▶ REQUIRED WORK:
Repeat only the stretch of lines below that runs from the line with "filename shelter-security/src/guards.rs" through the line with "for anonymous callers.", unaltered.

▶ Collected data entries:
=====
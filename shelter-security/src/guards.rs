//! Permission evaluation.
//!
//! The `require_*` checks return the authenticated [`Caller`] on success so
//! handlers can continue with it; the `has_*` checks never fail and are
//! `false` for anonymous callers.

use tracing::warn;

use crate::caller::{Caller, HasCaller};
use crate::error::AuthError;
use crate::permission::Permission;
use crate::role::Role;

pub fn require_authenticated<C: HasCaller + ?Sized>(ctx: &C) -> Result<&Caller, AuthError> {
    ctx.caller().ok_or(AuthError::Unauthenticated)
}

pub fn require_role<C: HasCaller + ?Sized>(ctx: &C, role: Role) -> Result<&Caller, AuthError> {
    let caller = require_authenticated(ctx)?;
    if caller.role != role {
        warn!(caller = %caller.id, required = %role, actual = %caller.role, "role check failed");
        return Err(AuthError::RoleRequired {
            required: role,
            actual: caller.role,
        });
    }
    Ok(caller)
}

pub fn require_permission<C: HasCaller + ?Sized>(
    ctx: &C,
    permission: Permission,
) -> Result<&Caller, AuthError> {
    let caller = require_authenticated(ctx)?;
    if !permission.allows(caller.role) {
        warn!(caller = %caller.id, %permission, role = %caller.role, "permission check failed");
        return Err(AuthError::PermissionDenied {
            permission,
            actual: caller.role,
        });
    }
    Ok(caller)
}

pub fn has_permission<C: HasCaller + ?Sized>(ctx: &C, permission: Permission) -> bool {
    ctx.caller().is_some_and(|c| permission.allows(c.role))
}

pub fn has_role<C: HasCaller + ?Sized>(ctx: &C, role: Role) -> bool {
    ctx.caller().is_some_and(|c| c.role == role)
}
=====
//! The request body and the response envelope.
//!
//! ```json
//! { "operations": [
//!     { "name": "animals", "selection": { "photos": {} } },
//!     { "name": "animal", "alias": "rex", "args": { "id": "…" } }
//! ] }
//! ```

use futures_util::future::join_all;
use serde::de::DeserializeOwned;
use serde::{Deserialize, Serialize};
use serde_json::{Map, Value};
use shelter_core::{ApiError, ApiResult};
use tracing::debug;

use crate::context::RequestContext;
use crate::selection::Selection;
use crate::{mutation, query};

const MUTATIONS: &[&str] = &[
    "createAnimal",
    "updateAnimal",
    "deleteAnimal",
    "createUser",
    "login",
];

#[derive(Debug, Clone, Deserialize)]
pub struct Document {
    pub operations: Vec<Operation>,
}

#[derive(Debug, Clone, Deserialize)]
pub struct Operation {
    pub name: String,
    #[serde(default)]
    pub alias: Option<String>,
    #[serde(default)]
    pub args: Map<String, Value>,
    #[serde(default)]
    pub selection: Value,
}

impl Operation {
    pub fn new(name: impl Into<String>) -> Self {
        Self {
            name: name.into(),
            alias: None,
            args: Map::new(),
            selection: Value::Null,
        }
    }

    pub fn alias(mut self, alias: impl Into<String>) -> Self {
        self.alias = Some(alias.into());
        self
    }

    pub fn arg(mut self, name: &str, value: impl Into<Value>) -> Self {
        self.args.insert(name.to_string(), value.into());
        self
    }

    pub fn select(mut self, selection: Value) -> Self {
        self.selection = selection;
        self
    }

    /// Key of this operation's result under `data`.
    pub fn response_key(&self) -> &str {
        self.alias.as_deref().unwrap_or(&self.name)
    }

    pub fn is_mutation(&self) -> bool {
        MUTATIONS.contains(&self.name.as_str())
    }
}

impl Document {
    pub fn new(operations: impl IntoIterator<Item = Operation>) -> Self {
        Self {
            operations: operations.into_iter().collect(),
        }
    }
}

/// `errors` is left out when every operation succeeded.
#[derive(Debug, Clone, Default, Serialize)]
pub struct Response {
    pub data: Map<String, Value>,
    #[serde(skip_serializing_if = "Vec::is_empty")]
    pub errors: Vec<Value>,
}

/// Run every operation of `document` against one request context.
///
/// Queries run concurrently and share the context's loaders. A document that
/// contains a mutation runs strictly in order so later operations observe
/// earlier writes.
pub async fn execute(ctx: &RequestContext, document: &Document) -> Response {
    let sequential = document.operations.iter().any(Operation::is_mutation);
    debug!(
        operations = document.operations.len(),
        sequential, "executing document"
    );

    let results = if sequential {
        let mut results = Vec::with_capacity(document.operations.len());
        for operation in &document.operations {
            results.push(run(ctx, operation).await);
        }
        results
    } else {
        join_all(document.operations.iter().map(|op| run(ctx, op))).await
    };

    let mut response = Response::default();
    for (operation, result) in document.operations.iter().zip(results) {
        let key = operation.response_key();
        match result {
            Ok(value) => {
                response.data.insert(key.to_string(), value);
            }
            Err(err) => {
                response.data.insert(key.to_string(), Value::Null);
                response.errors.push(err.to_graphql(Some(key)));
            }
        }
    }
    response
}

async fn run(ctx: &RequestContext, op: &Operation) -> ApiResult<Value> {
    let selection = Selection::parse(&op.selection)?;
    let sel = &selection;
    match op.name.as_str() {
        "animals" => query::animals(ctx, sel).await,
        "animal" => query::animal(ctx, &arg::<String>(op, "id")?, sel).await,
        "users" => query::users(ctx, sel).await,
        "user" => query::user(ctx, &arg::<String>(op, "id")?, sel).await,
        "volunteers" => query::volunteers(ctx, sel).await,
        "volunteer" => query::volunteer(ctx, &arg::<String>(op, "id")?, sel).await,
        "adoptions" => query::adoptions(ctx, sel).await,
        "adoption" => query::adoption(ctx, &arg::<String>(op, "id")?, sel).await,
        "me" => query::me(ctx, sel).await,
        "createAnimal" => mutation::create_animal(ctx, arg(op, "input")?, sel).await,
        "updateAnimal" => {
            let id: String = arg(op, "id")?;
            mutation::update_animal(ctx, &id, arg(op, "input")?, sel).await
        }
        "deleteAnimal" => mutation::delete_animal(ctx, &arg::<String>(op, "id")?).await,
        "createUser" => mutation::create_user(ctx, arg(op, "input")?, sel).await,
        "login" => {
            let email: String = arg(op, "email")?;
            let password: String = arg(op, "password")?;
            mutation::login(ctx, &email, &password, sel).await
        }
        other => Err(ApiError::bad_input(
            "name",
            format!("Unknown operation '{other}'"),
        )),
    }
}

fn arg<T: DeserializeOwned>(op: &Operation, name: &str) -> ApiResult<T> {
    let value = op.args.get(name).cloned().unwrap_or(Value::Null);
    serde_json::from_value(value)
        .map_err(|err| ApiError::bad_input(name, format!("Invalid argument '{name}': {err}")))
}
=====
▶ FINAL ANSWER:
filename shelter-security/src/guards.rs
//! Permission evaluation.
//!
//! The `require_*` checks return the authenticated [`Caller`] on success so
//! handlers can continue with it; the `has_*` checks never fail and are
//! `false` for anonymous callers.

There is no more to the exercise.